The study also found that respirators and multi-layer masks are more protective than single-layer masks. “This finding is vital to inform the proliferation of home-made cloth mask designs, many of which are single-layered. A well designed cloth mask should have water-resistant fabric, multiple layers, and good facial fit… Universal face mask use might enable safe lifting of restrictions in communities seeking to resume normal activities and could protect people in crowded public settings and within households,” said Professor Raina MacIntyre from the Kirby Institute, University of New South Wales in Australia, in an accompanying comment. She was not involved in the study.
With the pandemic yet to peak in India, protective behaviours are critical to stop the spread of the disease. “We need very strict wearing of masks, social distancing and frequent handwashing.

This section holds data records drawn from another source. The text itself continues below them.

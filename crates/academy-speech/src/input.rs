//! Speech input adapter.
//!
//! `SpeechInput` owns at most one recognition session. It validates the
//! Idle -> Listening -> Idle lifecycle, folds recognition events into the
//! session transcript, and hands finalized fragments back to the caller so
//! each one can be dispatched individually.

use std::sync::{Arc, Mutex, MutexGuard, PoisonError};

use chrono::{DateTime, Utc};
use uuid::Uuid;

use crate::error::SpeechError;
use crate::host::{RecognitionEvent, RecognitionOptions, RecognitionStream, SpeechRecognizer};
use crate::state::{InputState, StateMachine};

/// Transcript data for one recognition session.
#[derive(Debug, Clone)]
pub struct RecognitionSession {
    /// Unique identifier for this session.
    pub id: Uuid,
    /// When the session was started.
    pub started_at: DateTime<Utc>,
    /// Finalized fragments in arrival order.
    pub finals: Vec<String>,
    /// The latest interim text. Replaced on every result event.
    pub interim: Option<String>,
}

impl RecognitionSession {
    fn new() -> Self {
        Self {
            id: Uuid::new_v4(),
            started_at: Utc::now(),
            finals: Vec::new(),
            interim: None,
        }
    }

    /// The cumulative transcript: finalized fragments joined by spaces.
    pub fn transcript(&self) -> String {
        self.finals.join(" ")
    }
}

/// Capability-checked recognition adapter.
pub struct SpeechInput {
    recognizer: Option<Arc<dyn SpeechRecognizer>>,
    options: RecognitionOptions,
    state: StateMachine<InputState>,
    session: Mutex<Option<RecognitionSession>>,
}

impl std::fmt::Debug for SpeechInput {
    fn fmt(&self, f: &mut std::fmt::Formatter<'_>) -> std::fmt::Result {
        f.debug_struct("SpeechInput")
            .field("supported", &self.recognizer.is_some())
            .field("options", &self.options)
            .field("state", &self.state)
            .finish()
    }
}

impl SpeechInput {
    /// Create an adapter. `None` means the host has no recognition capability.
    pub fn new(recognizer: Option<Arc<dyn SpeechRecognizer>>, options: RecognitionOptions) -> Self {
        Self {
            recognizer,
            options,
            state: StateMachine::new(),
            session: Mutex::new(None),
        }
    }

    /// Whether the host offers speech recognition.
    pub fn is_supported(&self) -> bool {
        self.recognizer.is_some()
    }

    /// Returns the current adapter state.
    pub fn state(&self) -> InputState {
        self.state.current()
    }

    fn session(&self) -> MutexGuard<'_, Option<RecognitionSession>> {
        self.session.lock().unwrap_or_else(PoisonError::into_inner)
    }

    /// Start a recognition session.
    ///
    /// Transitions Idle -> Listening and returns the session's event stream.
    /// Fails without changing state if recognition is unsupported or a
    /// session is already active.
    pub fn start(&self) -> Result<RecognitionStream, SpeechError> {
        let Some(recognizer) = self.recognizer.as_ref() else {
            tracing::warn!("Speech recognition not supported on this host");
            return Err(SpeechError::Unsupported);
        };

        // The transition itself is the check: a concurrent start that wins
        // the race leaves this caller with an invalid Listening -> Listening.
        if let Err(e) = self.state.transition(InputState::Listening) {
            tracing::debug!(error = %e, "Recognition session already active");
            return Err(SpeechError::AlreadyListening);
        }

        match recognizer.start(&self.options) {
            Ok(stream) => {
                let session = RecognitionSession::new();
                tracing::info!(
                    session_id = %session.id,
                    language = %self.options.language,
                    "Recognition session started"
                );
                *self.session() = Some(session);
                Ok(stream)
            }
            Err(e) => {
                tracing::warn!(error = %e, "Recognizer failed to start");
                *self.session() = None;
                self.state.reset();
                Err(e)
            }
        }
    }

    /// Stop the active session. The adapter returns to Idle immediately.
    pub fn stop(&self) -> Result<(), SpeechError> {
        if self.state.current() != InputState::Listening {
            return Err(SpeechError::NotListening);
        }
        if let Some(recognizer) = self.recognizer.as_ref() {
            recognizer.stop();
        }
        self.finish("stopped");
        Ok(())
    }

    /// Fold one recognition event into the session.
    ///
    /// Returns the fragments finalized by this event, in order. Interim text
    /// is kept for display only and never returned. Events that arrive while
    /// Idle are ignored.
    pub fn handle_event(&self, event: RecognitionEvent) -> Vec<String> {
        if self.state.current() != InputState::Listening {
            tracing::debug!(?event, "Recognition event ignored while idle");
            return Vec::new();
        }

        match event {
            RecognitionEvent::Started => {
                tracing::debug!("Recognizer reported start");
                Vec::new()
            }
            RecognitionEvent::Result {
                result_index,
                results,
            } => {
                let mut finals = Vec::new();
                let mut interim = String::new();
                for result in results.iter().skip(result_index) {
                    let Some(text) = result.best() else { continue };
                    if result.is_final {
                        finals.push(text.to_string());
                    } else {
                        interim.push_str(text);
                    }
                }

                let mut guard = self.session();
                if let Some(session) = guard.as_mut() {
                    session.finals.extend(finals.iter().cloned());
                    session.interim = (!interim.is_empty()).then_some(interim);
                }
                finals
            }
            RecognitionEvent::Error(message) => {
                tracing::warn!(error = %message, "Recognition error, ending session");
                self.finish("error");
                Vec::new()
            }
            RecognitionEvent::Ended => {
                self.finish("ended");
                Vec::new()
            }
        }
    }

    fn finish(&self, reason: &str) {
        if let Err(e) = self.state.transition(InputState::Idle) {
            tracing::debug!(error = %e, "Recognition already idle");
            return;
        }
        let mut guard = self.session();
        if let Some(session) = guard.as_mut() {
            session.interim = None;
            tracing::info!(
                session_id = %session.id,
                fragments = session.finals.len(),
                reason,
                "Recognition session ended"
            );
        }
    }

    /// Cumulative transcript of the current or most recent session.
    pub fn transcript(&self) -> String {
        self.session()
            .as_ref()
            .map(RecognitionSession::transcript)
            .unwrap_or_default()
    }

    /// Interim text of the active session, if any.
    pub fn interim(&self) -> Option<String> {
        self.session().as_ref().and_then(|s| s.interim.clone())
    }

    /// Returns a clone of the current or most recent session.
    pub fn current_session(&self) -> Option<RecognitionSession> {
        self.session().clone()
    }
}

// =============================================================================
// Tests
// =============================================================================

I would say, we literally need policing of masks and other social distancing behaviours to enforce compliance whenever you’re out, whether it is in public transport, office, school or a market,” said Dr Randeep Guleria, director, All India Institute of Medical Sciences, New Delhi.

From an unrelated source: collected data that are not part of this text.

//! The three chat surfaces.
//!
//! Each surface owns one [`ResponseDispatcher`] and therefore one
//! conversation log. Surfaces that speak share a process-wide
//! [`SpeechOutput`].

use std::sync::Arc;
use std::time::Duration;

use academy_core::config::{AssistantConfig, LabConfig, VoiceConfig};
use academy_speech::{InputState, RecognitionEvent, RecognitionStream, SpeechInput, SpeechOutput};
use tokio::sync::watch;

use crate::dispatcher::{Responder, ResponseDispatcher};
use crate::error::ChatError;
use crate::rulebook::{LabRuleBook, RuleBook};
use crate::types::{Role, Turn};

// =============================================================================
// GeneralAssistant
// =============================================================================

/// Text chat about security topics.
#[derive(Debug)]
pub struct GeneralAssistant {
    dispatcher: ResponseDispatcher,
}

impl GeneralAssistant {
    pub fn new(config: &AssistantConfig) -> Self {
        let book = RuleBook::general();
        let greeting = book.greeting().map(str::to_string);
        Self::with_responder(Arc::new(book), greeting, config)
    }

    /// Build the surface around a custom responder.
    pub fn with_responder(
        responder: Arc<dyn Responder>,
        greeting: Option<String>,
        config: &AssistantConfig,
    ) -> Self {
        let mut dispatcher = ResponseDispatcher::new(
            "assistant",
            responder,
            Duration::from_millis(config.response_delay_ms),
        );
        if let Some(greeting) = greeting {
            dispatcher = dispatcher.with_greeting(greeting);
        }
        Self { dispatcher }
    }

    pub async fn send(&self, input: &str) -> Result<Turn, ChatError> {
        self.dispatcher.send(input).await
    }

    pub fn is_loading(&self) -> bool {
        self.dispatcher.is_loading()
    }

    pub fn subscribe_loading(&self) -> watch::Receiver<bool> {
        self.dispatcher.subscribe_loading()
    }

    pub fn turns(&self) -> Vec<Turn> {
        self.dispatcher.turns()
    }

    pub fn dispatcher(&self) -> &ResponseDispatcher {
        &self.dispatcher
    }
}

// =============================================================================
// LabAssistant
// =============================================================================

/// In-lab helper bound to one vulnerability lab. Reads its answers aloud.
#[derive(Debug)]
pub struct LabAssistant {
    context: String,
    dispatcher: ResponseDispatcher,
    output: Option<Arc<SpeechOutput>>,
    speak_responses: bool,
}

impl LabAssistant {
    pub fn new(
        context: impl Into<String>,
        book: Arc<LabRuleBook>,
        config: &LabConfig,
        output: Option<Arc<SpeechOutput>>,
    ) -> Self {
        let context = context.into();
        if !book.has_context(&context) {
            tracing::info!(context = %context, "Unknown lab, using the global rules");
        }
        let greeting = book.greeting(&context).to_string();
        let dispatcher = ResponseDispatcher::new(
            "lab",
            Arc::new(book.responder(context.clone())),
            Duration::from_millis(config.response_delay_ms),
        )
        .with_greeting(greeting);

        Self {
            context,
            dispatcher,
            output,
            speak_responses: config.speak_responses,
        }
    }

    pub fn context(&self) -> &str {
        &self.context
    }

    /// Dispatch `input`, then start speaking the answer without waiting for
    /// playback.
    pub async fn send(&self, input: &str) -> Result<Turn, ChatError> {
        let turn = self.dispatcher.send(input).await?;
        if self.speak_responses {
            if let Some(output) = self.output.as_ref() {
                output.speak(&turn.content);
            }
        }
        Ok(turn)
    }

    /// Cut off the answer being read aloud.
    pub fn stop_speaking(&self) -> bool {
        self.output.as_ref().is_some_and(|o| o.stop())
    }

    pub fn is_speaking(&self) -> bool {
        self.output.as_ref().is_some_and(|o| o.is_speaking())
    }

    pub fn is_loading(&self) -> bool {
        self.dispatcher.is_loading()
    }

    pub fn turns(&self) -> Vec<Turn> {
        self.dispatcher.turns()
    }

    pub fn dispatcher(&self) -> &ResponseDispatcher {
        &self.dispatcher
    }
}

// =============================================================================
// VoiceGuide
// =============================================================================

/// Spoken platform guide: listens, answers each finished phrase, and reads
/// the answer aloud.
#[derive(Debug)]
pub struct VoiceGuide {
    input: SpeechInput,
    output: Arc<SpeechOutput>,
    dispatcher: ResponseDispatcher,
}

impl VoiceGuide {
    pub fn new(input: SpeechInput, output: Arc<SpeechOutput>, config: &VoiceConfig) -> Self {
        let book = RuleBook::voice();
        let greeting = book.greeting().map(str::to_string);
        let mut dispatcher = ResponseDispatcher::new(
            "voice",
            Arc::new(book),
            Duration::from_millis(config.response_delay_ms),
        );
        if let Some(greeting) = greeting {
            dispatcher = dispatcher.with_greeting(greeting);
        }
        Self {
            input,
            output,
            dispatcher,
        }
    }

    /// Open a recognition session.
    pub fn start_listening(&self) -> Result<RecognitionStream, ChatError> {
        Ok(self.input.start()?)
    }

    /// Stop the active recognition session.
    pub fn stop_listening(&self) -> Result<(), ChatError> {
        Ok(self.input.stop()?)
    }

    /// Drive a session to completion, answering every final fragment as it
    /// arrives. Returns the assistant turns produced, in order.
    pub async fn process(&self, mut stream: RecognitionStream) -> Vec<Turn> {
        let mut answers = Vec::new();

        while let Some(event) = stream.recv().await {
            for fragment in self.input.handle_event(event) {
                match self.ask(&fragment).await {
                    Ok(turn) => answers.push(turn),
                    Err(e) => tracing::debug!(error = %e, "Fragment not dispatched"),
                }
            }
            if self.input.state() == InputState::Idle {
                break;
            }
        }

        if self.input.state() == InputState::Listening {
            tracing::debug!("Recognition stream closed while listening");
            self.input.handle_event(RecognitionEvent::Ended);
        }
        answers
    }

    /// Start a session and process it until it ends.
    pub async fn listen(&self) -> Result<Vec<Turn>, ChatError> {
        let stream = self.start_listening()?;
        Ok(self.process(stream).await)
    }

    /// Answer `text` and read the answer aloud.
    pub async fn ask(&self, text: &str) -> Result<Turn, ChatError> {
        let turn = self.dispatcher.send(text).await?;
        self.output.speak(&turn.content);
        Ok(turn)
    }

    pub fn stop_speaking(&self) -> bool {
        self.output.stop()
    }

    pub fn is_listening(&self) -> bool {
        self.input.state() == InputState::Listening
    }

    pub fn is_speaking(&self) -> bool {
        self.output.is_speaking()
    }

    /// Transcript of the current or most recent session.
    pub fn transcript(&self) -> String {
        self.input.transcript()
    }

    /// Interim text of the active session.
    pub fn interim(&self) -> Option<String> {
        self.input.interim()
    }

    /// The latest assistant answer, including the greeting.
    pub fn last_response(&self) -> Option<String> {
        self.dispatcher
            .log()
            .last()
            .and_then(|t| (t.role == Role::Assistant).then_some(t.content))
    }

    pub fn turns(&self) -> Vec<Turn> {
        self.dispatcher.turns()
    }

    pub fn dispatcher(&self) -> &ResponseDispatcher {
        &self.dispatcher
    }
}

// =============================================================================
// Tests
// =============================================================================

Current evidence suggests that Covid-19 is most commonly spread by respiratory droplets, especially when people cough and sneeze, entering through the eyes, nose, and mouth, either directly or by touching a contaminated surface, but there is increasing concern about spread through aerosols, which are tiny saliva and vapour droplets suspended in air that are produced when we speak or breathe.
“I cannot say this clearly enough: masks alone will not protect you from Covid-19. Masks are not a replacement for physical distancing, hand hygiene and other public health measures. Masks are only of benefit as part of a comprehensive approach in the fight against Covid-19,” said Tedros.
“The cornerstone of the response in every country must be to find, isolate, test and care for every case, and to trace and quarantine every contact. That is what we know works. That is every country’s best defence against Covid-19,” he said.